Evergreen Mthalane confident ahead of title defense

Moruti Mthalane. Photo by Nick Lourens.

There are not too many 36-year-old flyweights still fighting at the top level, but the ever-green Moruti “Babyface” Mthalane did not get that memo. The IBF champion is still looking strong and feels he can go on for a while.

“Age is just a number, I’m still feeling very strong,” he says. “I’m still feeling like a young boy. I know these young boys are very strong and they going undermine me and think they can take advantage of the fact that I’m old but I’ll show them.”

Mthalane defends his world title against Masahiro Sakamoto of Japan on New Year’s Eve in Macao. This is Babyface’s first defence since beating Muhammad Waseem back in July to regain the IBF strap.

“I’ve been over the moon having my title back because if you remember it’s a title I had before and never lost in the ring but lost it due to other problems,” said Mthalane who was stripped off the title back in 2013 due to inactivity.

Taking on Sakamoto presents its challenges which the champion has noted.

“He is such a good boxer. He’s a banger so he hits hard. That’s why I’m working hard on my defence. Working hard on attacking him as well. I’ll be ready for him.”

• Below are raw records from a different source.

use crate::{CoreError, MAX_NAME_LENGTH, ProfileUpdate};

#[test]
fn given_default_update_then_is_empty() {
    assert!(ProfileUpdate::default().is_empty());
}

#[test]
fn given_reasonable_fields_when_validated_then_ok() {
    let update = ProfileUpdate {
        first_name: Some("Ann".to_string()),
        last_name: Some("Lee".to_string()),
        avatar_url: Some("https://example.com/a.png".to_string()),
    };

    assert!(update.validate().is_ok());
}

#[test]
fn given_overlong_first_name_when_validated_then_field_is_reported() {
    let update = ProfileUpdate {
        first_name: Some("x".repeat(MAX_NAME_LENGTH + 1)),
        ..Default::default()
    };

    match update.validate() {
        Err(CoreError::Validation { field, .. }) => {
            assert_eq!(field.as_deref(), Some("first_name"))
        }
        other => panic!("expected validation error, got {other:?}"),
    }
}

#[test]
fn given_non_http_avatar_when_validated_then_error() {
    let update = ProfileUpdate {
        avatar_url: Some("ftp://example.com/a.png".to_string()),
        ..Default::default()
    };

    assert!(update.validate().is_err());
}
pub mod error;
pub mod models;

pub use error::{CoreError, Result};
pub use models::chat_message::{ChatMessage, SERVER_SENDER_NAME};
pub use models::local_profile::LocalProfile;
pub use models::merged_identity::MergedIdentity;
pub use models::profile_update::{MAX_AVATAR_URL_LENGTH, MAX_NAME_LENGTH, ProfileUpdate};
pub use models::remote_identity::RemoteIdentity;

/// Identifier of an authenticated user as issued by the identity authority.
pub type SubjectId = i64;

#[cfg(test)]
mod tests;
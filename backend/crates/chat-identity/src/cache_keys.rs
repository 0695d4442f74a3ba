use chat_core::SubjectId;

use std::time::Duration;

const IDENTITY_KEY_PREFIX: &str = "identity:";
const PROFILE_KEY_PREFIX: &str = "profile:";

pub fn identity_cache_key(subject_id: SubjectId) -> String {
    format!("{IDENTITY_KEY_PREFIX}{subject_id}")
}

pub fn profile_cache_key(subject_id: SubjectId) -> String {
    format!("{PROFILE_KEY_PREFIX}{subject_id}")
}

/// Per-source cache lifetimes
#[derive(Debug, Clone, Copy, PartialEq, Eq)]
pub struct CacheTtls {
    pub identity: Duration,
    pub profile: Duration,
}

impl Default for CacheTtls {
    fn default() -> Self {
        Self {
            identity: Duration::from_secs(300),
            profile: Duration::from_secs(600),
        }
    }
}
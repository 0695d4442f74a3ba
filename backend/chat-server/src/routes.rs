use crate::{health, metrics_exporter};
use crate::{get_me, get_my_profile, update_my_profile};

use chat_ws::{AppState, echo_handler, general_handler};

use axum::{Router, routing::get};
use metrics_exporter_prometheus::PrometheusHandle;
use tower_http::cors::{Any, CorsLayer};

/// Build the application router with all endpoints.
///
/// `/metrics` is only mounted when a Prometheus handle is supplied.
pub fn build_router(state: AppState, metrics: Option<PrometheusHandle>) -> Router {
    let mut router = Router::new()
        // WebSocket endpoints
        .route("/ws", get(general_handler))
        .route("/ws/general", get(general_handler))
        .route("/ws/echo", get(echo_handler))
        // Identity and profile API
        .route("/api/users/me", get(get_me))
        .route(
            "/api/users/me/profile",
            get(get_my_profile).put(update_my_profile),
        )
        // Health
        .route("/health", get(health::health_check))
        .route("/live", get(health::liveness_check))
        .route("/ready", get(health::readiness_check));

    if let Some(handle) = metrics {
        router = router.route(
            "/metrics",
            get(move || {
                let handle = handle.clone();
                async move { metrics_exporter::render(&handle) }
            }),
        );
    }

    router.with_state(state).layer(
        CorsLayer::new()
            .allow_origin(Any)
            .allow_methods(Any)
            .allow_headers(Any),
    )
}
//! Devshim shared request/response types
//!
//! This crate defines the values exchanged between the hosting web framework
//! and the handler runtime: request verbs, the structured response produced
//! by output reconstruction, and the JSON error envelope used for every
//! failure surfaced at the dispatch boundary.

pub mod errors;
pub mod response;
pub mod verb;

pub use errors::ShimError;
pub use response::{ApiListing, ErrorEnvelope, StructuredResponse};
pub use verb::Verb;

/// Result type for shim operations
pub type Result<T> = std::result::Result<T, ShimError>;

/// Protocol version tag presented to handlers
pub const PROTOCOL_VERSION: &str = "HTTP/1.1";

/// Content type used whenever a handler does not declare one
pub const DEFAULT_CONTENT_TYPE: &str = "application/json";

/// Body emitted when a handler produced no body content
pub const EMPTY_JSON_BODY: &str = "{}";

Mthalane has been training at Hotbox Gym in Glenhazel, Johannesburg, alongside Hekkie Budler who will also be on the bill. Budler will be defending his WBA “super” Light Flyweight title against Hiroto Kyoguchi on the night.

“We’ve been training together, preparing for this fight. Doing good together. Sometimes we spar each other, helping each other. I think we’ll go there and represent South Africa well. We coming from the same gym so it’s a good thing,” said Mthalane.

Any predictions from the champ?

“I know I’ll win. Every time I go fight I’m always ready for 12 rounds so when the knockout comes it will be a bonus. At the end of the day I’m the one who is going to be victorious.”